The Thrilling Adventures of Lovelace and Babbage presents a delightful alternative reality in which Lovelace and Babbage do build the DIFFERENCE ENGINE and use it to create runaway economic models, battle the scourge of spelling errors, explore the wider realms of mathematics and, of course, fight crime – for the sake of both London and science. Extremely funny and utterly unusual, The Thrilling Adventures of Lovelace and Babbage comes complete with historical curiosities, extensive footnotes and never-before-seen diagrams of Babbage’s mechanical, steam-powered computer. And ray guns.
The tale of a Pocket Universe in which Lovelace and Babbage live to complete the Analytical Engine, and use it to have thrilling adventures and fight crime (the crimes of street music and poetry, that is).

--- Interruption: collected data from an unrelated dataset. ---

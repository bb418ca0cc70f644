use anyhow::{anyhow, Result};
use candle_core::{Device, Tensor};
use tokenizers::Tokenizer;

/// Encode a batch into `[B, T]` id and mask tensors.
///
/// `T` is the longest encoding in the batch, capped at `max_len`; shorter rows are
/// padded with `pad_id` and masked out.
pub fn tokenize_batch(tokenizer: &Tokenizer, texts: &[String], max_len: usize, pad_id: u32, device: &Device) -> Result<(Tensor, Tensor)> {
    let encodings = tokenizer
        .encode_batch(texts.to_vec(), true)
        .map_err(|e| anyhow!("Tokenization failed: {}", e))?;
    let width = encodings.iter().map(|e| e.get_ids().len()).max().unwrap_or(0).clamp(1, max_len.max(1));

    let mut ids = Vec::with_capacity(encodings.len() * width);
    let mut mask = Vec::with_capacity(encodings.len() * width);
    for enc in &encodings {
        let n = enc.get_ids().len().min(width);
        ids.extend_from_slice(&enc.get_ids()[..n]);
        mask.extend_from_slice(&enc.get_attention_mask()[..n]);
        ids.extend(std::iter::repeat(pad_id).take(width - n));
        mask.extend(std::iter::repeat(0u32).take(width - n));
    }
    let input_ids = Tensor::from_vec(ids, (encodings.len(), width), device)?;
    let attention_mask = Tensor::from_vec(mask, (encodings.len(), width), device)?;
    Ok((input_ids, attention_mask))
}
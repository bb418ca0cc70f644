//! Shared startup code for the hkrag binaries.
use anyhow::Result;
use std::path::Path;
use tracing_subscriber::EnvFilter;

use hkrag_core::config::{Config, Settings};
use hkrag_core::error::Error;

/// `RUST_LOG` wins over `default_level`.
pub fn init_tracing(default_level: &str) {
    let filter = EnvFilter::try_from_default_env().unwrap_or_else(|_| EnvFilter::new(default_level));
    tracing_subscriber::fmt().with_env_filter(filter).with_target(false).init();
}

pub fn load_settings(config_dir: Option<&Path>) -> Result<Settings> {
    let config = match config_dir {
        Some(dir) => Config::load_from(dir)?,
        None => Config::load()?,
    };
    config.settings()
}

/// Setup instructions for configuration errors; other errors print as-is.
pub fn print_startup_error(err: &anyhow::Error) {
    match err.downcast_ref::<Error>() {
        Some(Error::MissingCredentials { provider, hint }) => {
            eprintln!("\n❌ {provider} API key not found!");
            eprintln!("\n🔑 Get your FREE Cohere API key:");
            eprintln!("1. Go to: https://dashboard.cohere.com/api-keys");
            eprintln!("2. Sign up (no credit card needed!)");
            eprintln!("3. Copy your API key");
            eprintln!("4. export COHERE_API_KEY=your_key_here (or set it in config.toml)");
            eprintln!("\n({hint})");
        }
        Some(Error::EmbedderMismatch { expected, found }) => {
            eprintln!("\n❌ The vector store was built with '{expected}' but '{found}' is configured.");
            eprintln!("💡 Re-run hkrag-ingest --reset, or configure the original embedding model.");
        }
        Some(e @ Error::InvalidConfig(_)) => eprintln!("\n❌ {e}"),
        _ => eprintln!("\n❌ Error: {err:#}"),
    }
}
use serde::Serialize;

use hkrag_core::types::{QueryResponse, RetrievalResult};

use crate::query::QueryAnswer;

pub const PREVIEW_CHARS: usize = 150;

pub fn round2(x: f64) -> f64 {
    (x * 100.0).round() / 100.0
}

pub fn to_response(answer: &QueryAnswer) -> QueryResponse {
    QueryResponse {
        answer: answer.answer.clone(),
        sources: answer.sources.clone(),
        latency_seconds: Some(round2(answer.latency.as_secs_f64())),
    }
}

#[derive(Debug, Clone, PartialEq, Serialize)]
pub struct SourcePreview {
    pub source_id: String,
    pub preview: String,
}

/// First `PREVIEW_CHARS` characters followed by `...`.
pub fn preview(text: &str) -> String {
    let head: String = text.chars().take(PREVIEW_CHARS).collect();
    format!("{head}...")
}

pub fn source_previews(results: &[RetrievalResult]) -> Vec<SourcePreview> {
    results
        .iter()
        .map(|r| SourcePreview { source_id: r.source_id().to_string(), preview: preview(&r.text) })
        .collect()
}

/// Numbered markdown list, one entry per retrieved chunk.
pub fn sources_markdown(results: &[RetrievalResult]) -> String {
    source_previews(results)
        .iter()
        .enumerate()
        .map(|(i, p)| format!("{}. **{}**: {}", i + 1, p.source_id, p.preview))
        .collect::<Vec<_>>()
        .join("\n")
}
use anyhow::{ensure, Result};
use arrow_array::{FixedSizeListArray, Int32Array, Int64Array, RecordBatch, RecordBatchIterator, StringArray};
use indicatif::{ProgressBar, ProgressStyle};
use lancedb::Connection;
use std::sync::Arc;
use tracing::info;

use hkrag_core::types::Chunk;

use crate::schema::build_chunk_schema;
use crate::table::table_exists;

pub const WRITE_BATCH_SIZE: usize = 1000;

/// Append rows, creating the table on first write. Returns rows written.
pub async fn append_chunks(
	db: &Connection,
	table_name: &str,
	dim: usize,
	chunks: &[Chunk],
	embeddings: &[Vec<f32>],
	show_progress: bool,
) -> Result<usize> {
	ensure!(chunks.len() == embeddings.len(), "chunks ({}) and embeddings ({}) length must match", chunks.len(), embeddings.len());
	if chunks.is_empty() { return Ok(0); }
	if let Some(bad) = embeddings.iter().find(|v| v.len() != dim) {
		anyhow::bail!("embedding has {} dims, store expects {}", bad.len(), dim);
	}
	info!("Writing {} chunks into table '{}'", chunks.len(), table_name);
	let pb = if show_progress { ProgressBar::new(chunks.len() as u64) } else { ProgressBar::hidden() };
	pb.set_style(
		ProgressStyle::default_bar()
			.template("{spinner:.green} [{elapsed_precise}] [{bar:40.cyan/blue}] {pos}/{len} chunks ({percent}%) {msg}")?
			.progress_chars("#>-"),
	);
	let mut written = 0usize;
	for (batch_chunks, batch_vecs) in chunks.chunks(WRITE_BATCH_SIZE).zip(embeddings.chunks(WRITE_BATCH_SIZE)) {
		let record_batch = to_record_batch(dim, batch_chunks, batch_vecs)?;
		let schema = record_batch.schema();
		let reader = Box::new(RecordBatchIterator::new(vec![Ok(record_batch)].into_iter(), schema));
		if table_exists(db, table_name).await? {
			db.open_table(table_name).execute().await?.add(reader).execute().await?;
		} else {
			db.create_table(table_name, reader).execute().await?;
		}
		written += batch_chunks.len();
		pb.set_position(written as u64);
	}
	pb.finish_with_message("stored");
	Ok(written)
}

fn to_record_batch(dim: usize, chunks: &[Chunk], embeddings: &[Vec<f32>]) -> Result<RecordBatch> {
	let vectors = embeddings.iter().map(|v| Some(v.iter().copied().map(Some).collect::<Vec<_>>()));
	let record_batch = RecordBatch::try_new(build_chunk_schema(dim), vec![
		Arc::new(StringArray::from_iter_values(chunks.iter().map(|c| c.id.as_str()))),
		Arc::new(StringArray::from_iter_values(chunks.iter().map(|c| c.source_id.as_str()))),
		Arc::new(StringArray::from_iter_values(chunks.iter().map(|c| c.doc_type.as_str()))),
		Arc::new(StringArray::from_iter_values(chunks.iter().map(|c| c.text.as_str()))),
		Arc::new(Int64Array::from_iter_values(chunks.iter().map(|c| c.start_offset as i64))),
		Arc::new(Int32Array::from_iter_values(chunks.iter().map(|c| c.chunk_index as i32))),
		Arc::new(Int32Array::from_iter_values(chunks.iter().map(|c| c.total_chunks as i32))),
		Arc::new(FixedSizeListArray::from_iter_primitive::<arrow_array::types::Float32Type, _, _>(vectors, dim as i32)),
	])?;
	Ok(record_batch)
}
//! Cohere embed API client (`POST /v1/embed`).

use std::time::Duration;

use anyhow::{Context, Result};
use reqwest::blocking::Client;
use reqwest::header::{HeaderValue, AUTHORIZATION, CONTENT_TYPE};
use serde::{Deserialize, Serialize};
use tracing::debug;

use hkrag_core::config::COHERE_API_KEY_VAR;
use hkrag_core::error::Error;
use hkrag_core::traits::Embedder;

pub const API_KEY_HINT: &str = "set COHERE_API_KEY (free keys at https://dashboard.cohere.com/api-keys)";

/// Cohere distinguishes stored passages from search queries.
#[derive(Debug, Clone, Copy, PartialEq, Eq, Serialize)]
#[serde(rename_all = "snake_case")]
pub enum InputType {
    SearchDocument,
    SearchQuery,
}

/// Blocking client. A request failure surfaces as an error; there are no retries.
pub struct CohereEmbedder {
    client: Client,
    endpoint: String,
    model: String,
    dim: usize,
    batch_size: usize,
    id: String,
}

impl CohereEmbedder {
    pub fn new(
        api_key: Option<&str>,
        base_url: &str,
        model: &str,
        dim: usize,
        batch_size: usize,
        timeout: Duration,
    ) -> Result<Self> {
        let api_key = match api_key.map(str::trim) {
            Some(k) if !k.is_empty() => k,
            _ => {
                return Err(Error::MissingCredentials {
                    provider: "Cohere".to_string(),
                    hint: format!("{API_KEY_HINT}; {COHERE_API_KEY_VAR} or embedding.api_key"),
                }
                .into())
            }
        };
        let mut headers = reqwest::header::HeaderMap::new();
        headers.insert(
            AUTHORIZATION,
            HeaderValue::from_str(&format!("Bearer {api_key}")).context("invalid Cohere API key")?,
        );
        headers.insert(CONTENT_TYPE, HeaderValue::from_static("application/json"));
        let client = Client::builder()
            .timeout(timeout)
            .default_headers(headers)
            .build()
            .context("failed to build Cohere HTTP client")?;
        Ok(Self {
            client,
            endpoint: format!("{}/v1/embed", base_url.trim_end_matches('/')),
            model: model.to_string(),
            dim,
            batch_size: batch_size.max(1),
            id: format!("cohere:{model}:d{dim}"),
        })
    }

    pub fn endpoint(&self) -> &str { &self.endpoint }

    fn embed(&self, texts: &[String], input_type: InputType) -> Result<Vec<Vec<f32>>> {
        let mut out = Vec::with_capacity(texts.len());
        for batch in texts.chunks(self.batch_size) {
            let request = EmbedRequest { model: &self.model, texts: batch, input_type, truncate: "END" };
            debug!("Cohere embed: {} texts ({:?})", batch.len(), input_type);
            let resp = self
                .client
                .post(&self.endpoint)
                .json(&request)
                .send()
                .context("Cohere embed request failed")?;
            let status = resp.status();
            if !status.is_success() {
                let body = resp.text().unwrap_or_else(|_| "<body unavailable>".to_string());
                return Err(Error::Operation(format!("Cohere embed request failed ({status}): {body}")).into());
            }
            let parsed: EmbedResponse = resp.json().context("failed to parse Cohere embed response")?;
            anyhow::ensure!(
                parsed.embeddings.len() == batch.len(),
                "Cohere returned {} embeddings for {} inputs",
                parsed.embeddings.len(),
                batch.len()
            );
            for v in parsed.embeddings {
                anyhow::ensure!(v.len() == self.dim, "Cohere returned {} dims, expected {}", v.len(), self.dim);
                out.push(v);
            }
        }
        Ok(out)
    }
}

impl Embedder for CohereEmbedder {
    fn embedder_id(&self) -> &str { &self.id }
    fn dim(&self) -> usize { self.dim }
    fn embed_batch(&self, texts: &[String]) -> Result<Vec<Vec<f32>>> {
        self.embed(texts, InputType::SearchDocument)
    }
    fn embed_query(&self, text: &str) -> Result<Vec<f32>> {
        self.embed(&[text.to_string()], InputType::SearchQuery)?
            .pop()
            .ok_or_else(|| anyhow::anyhow!("Cohere returned no embedding for the query"))
    }
}

#[derive(Serialize)]
struct EmbedRequest<'a> {
    model: &'a str,
    texts: &'a [String],
    input_type: InputType,
    truncate: &'a str,
}

#[derive(Deserialize)]
struct EmbedResponse {
    embeddings: Vec<Vec<f32>>,
}
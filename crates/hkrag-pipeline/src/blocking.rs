//! Providers are synchronous; these run them on tokio's blocking pool.
use anyhow::{Context, Result};
use std::sync::Arc;

use hkrag_core::config::{EmbeddingSettings, GenerationSettings};
use hkrag_core::traits::{Embedder, Generator};

pub async fn embed_query(embedder: &Arc<dyn Embedder>, text: &str) -> Result<Vec<f32>> {
    let embedder = Arc::clone(embedder);
    let text = text.to_string();
    tokio::task::spawn_blocking(move || embedder.embed_query(&text))
        .await
        .context("embedding task failed")?
}

pub async fn embed_batch(embedder: &Arc<dyn Embedder>, texts: Vec<String>) -> Result<Vec<Vec<f32>>> {
    let embedder = Arc::clone(embedder);
    tokio::task::spawn_blocking(move || embedder.embed_batch(&texts))
        .await
        .context("embedding task failed")?
}

pub async fn generate(generator: &Arc<dyn Generator>, prompt: String) -> Result<String> {
    let generator = Arc::clone(generator);
    tokio::task::spawn_blocking(move || generator.generate(&prompt))
        .await
        .context("generation task failed")?
}

pub async fn build_embedder(settings: &EmbeddingSettings) -> Result<Arc<dyn Embedder>> {
    let settings = settings.clone();
    tokio::task::spawn_blocking(move || hkrag_embed::get_default_embedder(&settings))
        .await
        .context("embedder construction failed")?
}

pub async fn build_generator(settings: &GenerationSettings) -> Result<Arc<dyn Generator>> {
    let settings = settings.clone();
    tokio::task::spawn_blocking(move || hkrag_llm::build_generator(&settings))
        .await
        .context("generator construction failed")?
}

This starts off as a relatively straightforward account of Charles Babbage, Ada Lovelace, and the never-to-be-completed Analytical Engine, the famous programmable mechanical computer, told in lovely graphic novel format. But that real life story ends unhappily, and too soon (Lovelace died at the age of 36, and Babbage never completed his masterpiece).
Rather than the book stopping at page 40, the fictional story begins, in an alternate universe, where the laws of time are a little more fluid, the engine is completed, and the super-geniuses Babbage and Lovelace, agents of The Crown, team up to fight crime, meet Wellington and Brunel, banter about computers, and have thrilling steampunk adventures, all gloriously illustrated, and copiously footnoted.
Those footnotes are there to point out the links (sometimes tenuous, often not) between what is happening in the tales, and what happened in reality. There is a lot of research behind these brief tales, with some footnotes having endnotes of their own, with more copious material; and some of those endnotes have further footnotes of their own. These tell of the (real life) events behind the (sadly so very fictional) scenes being illustrated.
Sometimes a page of research is captured by a quick joke, or a single panel. But one whole story depends on it: the visitor who distracts Coleridge when writing Kubla Khan is none other than that destroyer of poetry, Lovelace herself! The evidence is convincingly presented; only one tiny detail argues against it, scrupulously recorded by the author: “Some may object that she was born eighteen years after the composition of the poem, but this anomoly is easily explained”.
Overall, this is a delight, especially if you are interested in the Analytical Engine, and the history behind it. The individual stories probably do not stand on their own, but when supported by triply-nested footnotes, and superb illustrations, everything comes together brilliantly.